This fifty one minute interview is well worth your time. If government does not address the deficit, we will be a nation in decline – we’ll be Greece.
Erskine Bowles and Alan Simpson
Charlie Rose, March 29, 2012
The little facts and figures in this interview are impressive but so is the bottom line. The bottom line:
· The entitlement problem is nation ruining. The deficits are a cancer and they will destroy the country from within.
· We cannot fix it by raising taxes or cutting spending or growing the economy; we must do all of those things and reform entitlements too.
· The fix cannot be accomplished without bipartisan, bicameral action. It would be especially helpful if we had a President that would lead the effort – like Bowles and Simpson – by telling the nation the simple truth.
· This may well not be a problem we are handing to our children; this issue may destroy the nation within our lifetime.
· With these deficits, we absolutely limit the national GDP growth to just a percent or two. With that growth, 8% unemployment or more is basically guaranteed.
You probably know that we have a $16 trillion national debt that is growing by $1.3 trillion each year. Here’s the cute stuff:
· If you spent one dollar every second, it’ll take over 32,000 years to spend just one trillion dollars.

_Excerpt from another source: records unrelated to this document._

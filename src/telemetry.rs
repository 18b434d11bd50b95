//! Telemetry utilities: global subscriber setup and request-scoped trace IDs.

use std::any::type_name_of_val;
use std::sync::atomic::{AtomicBool, Ordering};

use log::LevelFilter;
use thiserror::Error;
use tokio::task_local;
use tracing_log::LogTracer;
use tracing_subscriber::{
    EnvFilter, fmt,
    layer::Layer,
    layer::SubscriberExt,
    util::{SubscriberInitExt, TryInitError},
};

use crate::config::AppConfig;

/// Trace context containing the request correlation ID.
#[derive(Debug, Clone)]
pub struct TraceContext {
    pub trace_id: String,
}

task_local! {
    static ACTIVE_TRACE_CONTEXT: TraceContext;
}

/// Errors that can occur while initializing global telemetry.
#[derive(Debug, Error)]
pub enum TelemetryInitError {
    #[error("failed to install log tracer bridge: {0}")]
    LogTracer(#[from] log::SetLoggerError),
    #[error("failed to install tracing subscriber: {0}")]
    Subscriber(#[from] TryInitError),
}

static TELEMETRY_INITIALIZED: AtomicBool = AtomicBool::new(false);

/// Initialize global tracing/logging exactly once, wiring `log::` macros into
/// the tracing pipeline.
pub fn init_tracing(config: &AppConfig) -> Result<(), TelemetryInitError> {
    if TELEMETRY_INITIALIZED
        .compare_exchange(false, true, Ordering::SeqCst, Ordering::SeqCst)
        .is_err()
    {
        return Ok(());
    }

    // Install the log bridge first so legacy `log::` macros route through
    // tracing.
    if let Err(err) = LogTracer::builder()
        .with_max_level(LevelFilter::Trace)
        .init()
    {
        // A LogTracer registered elsewhere (tests, another component) counts
        // as success.
        let logger_type = type_name_of_val(log::logger());
        if !logger_type.contains("LogTracer") {
            eprintln!(
                "Warning: Failed to install log tracer bridge: {}. legacy `log::` macros will not emit structured tracing events.",
                err
            );
        }
    }

    let env_filter =
        EnvFilter::try_from_default_env().unwrap_or_else(|_| EnvFilter::new(&config.log_level));

    let fmt_layer = match config.log_format.as_str() {
        "pretty" => fmt::layer().pretty().boxed(),
        _ => fmt::layer().json().boxed(),
    };

    if let Err(err) = tracing_subscriber::registry()
        .with(env_filter)
        .with(fmt_layer)
        .try_init()
    {
        TELEMETRY_INITIALIZED.store(false, Ordering::SeqCst);
        eprintln!(
            "Warning: Failed to set global tracing subscriber: {}. Default subscriber remains in effect.",
            err
        );
    }

    Ok(())
}

/// Execute `future` with the provided trace context available through
/// task-local storage.
pub async fn with_trace_context<Fut, R>(context: TraceContext, future: Fut) -> R
where
    Fut: std::future::Future<Output = R>,
{
    ACTIVE_TRACE_CONTEXT.scope(context, future).await
}

/// Get the currently active trace ID, if one has been set for the running task.
pub fn current_trace_id() -> Option<String> {
    ACTIVE_TRACE_CONTEXT
        .try_with(|ctx| ctx.trace_id.clone())
        .ok()
}
//! HubSpot connector (not yet implemented)
//!
//! Placeholder integration mirroring the Salesforce stub: every operation
//! reports a typed NotSupported result via the trait defaults.

use crate::connectors::trait_::CrmConnector;
use crate::models::{CrmCredentials, CrmProvider};

#[derive(Debug)]
pub struct HubspotConnector {
    #[allow(dead_code)]
    credentials: CrmCredentials,
}

impl HubspotConnector {
    pub fn new(credentials: CrmCredentials) -> Self {
        Self { credentials }
    }
}

impl CrmConnector for HubspotConnector {
    fn provider(&self) -> CrmProvider {
        CrmProvider::Hubspot
    }
}
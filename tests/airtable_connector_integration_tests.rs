//! Integration tests for the Airtable connector against a mock API

use serde_json::json;
use zenith_crm_sync::connectors::{
    AirtableConnector, BatchOperation, ConnectorError, CrmConnector, CrmContact, CrmObjectType,
    CrmRecord,
};
use zenith_crm_sync::models::CampaignRecord;
use wiremock::{
    Mock, MockServer, ResponseTemplate,
    matchers::{body_partial_json, header, method, path, query_param},
};

fn connector(server: &MockServer) -> AirtableConnector {
    AirtableConnector::with_api_base(
        "test_api_key".to_string(),
        "appTestBase".to_string(),
        server.uri(),
    )
}

fn sample_campaign() -> CampaignRecord {
    CampaignRecord {
        name: "Acme - 2026-08-01".to_string(),
        campaign_type: "product_launch".to_string(),
        status: "generated".to_string(),
        product_description: "A smarter widget".to_string(),
        target_audience: "Widget buyers".to_string(),
        key_messaging: vec!["Faster".to_string(), "Cheaper".to_string()],
        company_name: "Acme".to_string(),
        company_website: "https://acme.example".to_string(),
        language: "en".to_string(),
        generated_at: chrono::Utc::now(),
        metadata: json!({"session_id": "sess-1"}),
    }
}

#[tokio::test]
async fn create_campaign_posts_mapped_fields() {
    let server = MockServer::start().await;

    Mock::given(method("POST"))
        .and(path("/appTestBase/Campaigns"))
        .and(header("authorization", "Bearer test_api_key"))
        .and(body_partial_json(json!({
            "fields": {
                "Name": "Acme - 2026-08-01",
                "Type": "product_launch",
                "Key Messaging": "Faster\nCheaper",
                "Company Name": "Acme"
            }
        })))
        .respond_with(ResponseTemplate::new(200).set_body_json(json!({
            "id": "recCampaign1",
            "fields": {}
        })))
        .expect(1)
        .mount(&server)
        .await;

    let id = connector(&server)
        .create_campaign(&sample_campaign())
        .await
        .unwrap();
    assert_eq!(id, "recCampaign1");
}

#[tokio::test]
async fn unauthorized_maps_to_auth_error() {
    let server = MockServer::start().await;

    Mock::given(method("POST"))
        .and(path("/appTestBase/Campaigns"))
        .respond_with(ResponseTemplate::new(401).set_body_json(json!({
            "error": {"type": "AUTHENTICATION_REQUIRED"}
        })))
        .mount(&server)
        .await;

    let err = connector(&server)
        .create_campaign(&sample_campaign())
        .await
        .unwrap_err();

    assert!(matches!(err, ConnectorError::Auth { .. }));
    assert!(!err.is_retryable());
}

#[tokio::test]
async fn rate_limit_carries_retry_after_hint() {
    let server = MockServer::start().await;

    Mock::given(method("POST"))
        .and(path("/appTestBase/Campaigns"))
        .respond_with(ResponseTemplate::new(429).append_header("Retry-After", "30"))
        .mount(&server)
        .await;

    let err = connector(&server)
        .create_campaign(&sample_campaign())
        .await
        .unwrap_err();

    match err {
        ConnectorError::RateLimited { retry_after_secs } => {
            assert_eq!(retry_after_secs, Some(30));
        }
        other => panic!("expected RateLimited, got {:?}", other),
    }
    assert!(
        ConnectorError::RateLimited {
            retry_after_secs: Some(30)
        }
        .is_retryable()
    );
}

#[tokio::test]
async fn server_errors_are_retryable() {
    let server = MockServer::start().await;

    Mock::given(method("POST"))
        .and(path("/appTestBase/Campaigns"))
        .respond_with(ResponseTemplate::new(503).set_body_string("upstream down"))
        .mount(&server)
        .await;

    let err = connector(&server)
        .create_campaign(&sample_campaign())
        .await
        .unwrap_err();

    assert!(matches!(err, ConnectorError::Http { status: 503, .. }));
    assert!(err.is_retryable());
}

#[tokio::test]
async fn test_connection_probes_campaigns_table() {
    let server = MockServer::start().await;

    Mock::given(method("GET"))
        .and(path("/appTestBase/Campaigns"))
        .and(query_param("maxRecords", "1"))
        .and(header("authorization", "Bearer test_api_key"))
        .respond_with(ResponseTemplate::new(200).set_body_json(json!({"records": []})))
        .expect(1)
        .mount(&server)
        .await;

    assert!(connector(&server).test_connection().await.unwrap());
}

#[tokio::test]
async fn content_asset_table_name_is_path_encoded() {
    let server = MockServer::start().await;

    Mock::given(method("POST"))
        .and(path("/appTestBase/Content%20Assets"))
        .respond_with(ResponseTemplate::new(200).set_body_json(json!({"id": "recAsset1"})))
        .expect(1)
        .mount(&server)
        .await;

    let asset = zenith_crm_sync::models::ContentAssetRecord {
        campaign_id: "recCampaign1".to_string(),
        content_type: zenith_crm_sync::models::ContentAssetType::SocialMedia,
        platform: Some("linkedin".to_string()),
        content: "post body".to_string(),
        metadata: json!({}),
        created_at: chrono::Utc::now(),
    };

    let id = connector(&server).create_content_asset(&asset).await.unwrap();
    assert_eq!(id, "recAsset1");
}

#[tokio::test]
async fn get_custom_fields_filters_standard_columns() {
    let server = MockServer::start().await;

    Mock::given(method("GET"))
        .and(path("/meta/bases/appTestBase/tables"))
        .respond_with(ResponseTemplate::new(200).set_body_json(json!({
            "tables": [
                {
                    "name": "Contacts",
                    "fields": [
                        {"name": "Name", "type": "singleLineText"},
                        {"name": "Email", "type": "email"},
                        {"name": "Lead Score", "type": "number"},
                        {"name": "Region", "type": "singleSelect"}
                    ]
                }
            ]
        })))
        .mount(&server)
        .await;

    let fields = connector(&server)
        .get_custom_fields(CrmObjectType::Contact)
        .await
        .unwrap();

    assert_eq!(fields.len(), 2);
    assert_eq!(fields["Lead Score"].field_type, "number");
    assert_eq!(fields["Region"].field_type, "singleSelect");
    assert!(!fields.contains_key("Name"));
    assert!(!fields.contains_key("Email"));
}

#[tokio::test]
async fn batch_sync_collects_per_record_errors() {
    let server = MockServer::start().await;

    // First contact succeeds, second is rejected by the vendor
    Mock::given(method("POST"))
        .and(path("/appTestBase/Contacts"))
        .and(body_partial_json(json!({"fields": {"Name": "Ada"}})))
        .respond_with(ResponseTemplate::new(200).set_body_json(json!({"id": "recC1"})))
        .mount(&server)
        .await;
    Mock::given(method("POST"))
        .and(path("/appTestBase/Contacts"))
        .and(body_partial_json(json!({"fields": {"Name": "Bob"}})))
        .respond_with(ResponseTemplate::new(422).set_body_string("invalid field"))
        .mount(&server)
        .await;

    let records = vec![
        CrmRecord::Contact(CrmContact {
            name: "Ada".to_string(),
            email: "ada@example.com".to_string(),
            ..Default::default()
        }),
        CrmRecord::Contact(CrmContact {
            name: "Bob".to_string(),
            email: "bob@example.com".to_string(),
            ..Default::default()
        }),
    ];

    let outcome = connector(&server)
        .batch_sync(&records, BatchOperation::Create)
        .await
        .unwrap();

    assert!(!outcome.success);
    assert_eq!(outcome.records_processed, 2);
    assert_eq!(outcome.records_created, 1);
    assert_eq!(outcome.errors.len(), 1);
    assert!(!outcome.errors[0].retryable);
}

#[tokio::test]
async fn update_without_id_is_a_config_error() {
    let server = MockServer::start().await;

    let records = vec![CrmRecord::Contact(CrmContact {
        name: "No Id".to_string(),
        email: "noid@example.com".to_string(),
        ..Default::default()
    })];

    let outcome = connector(&server)
        .batch_sync(&records, BatchOperation::Update)
        .await
        .unwrap();

    assert!(!outcome.success);
    assert_eq!(outcome.errors.len(), 1);
    assert!(outcome.errors[0].message.contains("without an id"));
}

· If some church spent $1 million a day every day since the birth of Christ, they wouldn’t have spent a trillion yet.
· And we owe 16 of those trillions …
Last year 100% of the revenue available to government was spent on interest and mandatory expenditures – entitlements. Every other dollar we spent we had to borrow. Bowles says that we regularly guarantee Taiwan that we will protect them from any risk of attack from China; the only problem with that is we would have to borrow the money from China to do it.
These two guys are traveling the country speaking the simple truth.
These guys talk to everyone, left and right. Typically they speak for 15 minutes and then take an hour and a half of questions. They always get a standing ovation at the end.
Everybody gets it. “This is terrible, this is awful, this must be fixed” … “but don’t touch mine.”
We’re lucky to have them. Now we need to listen.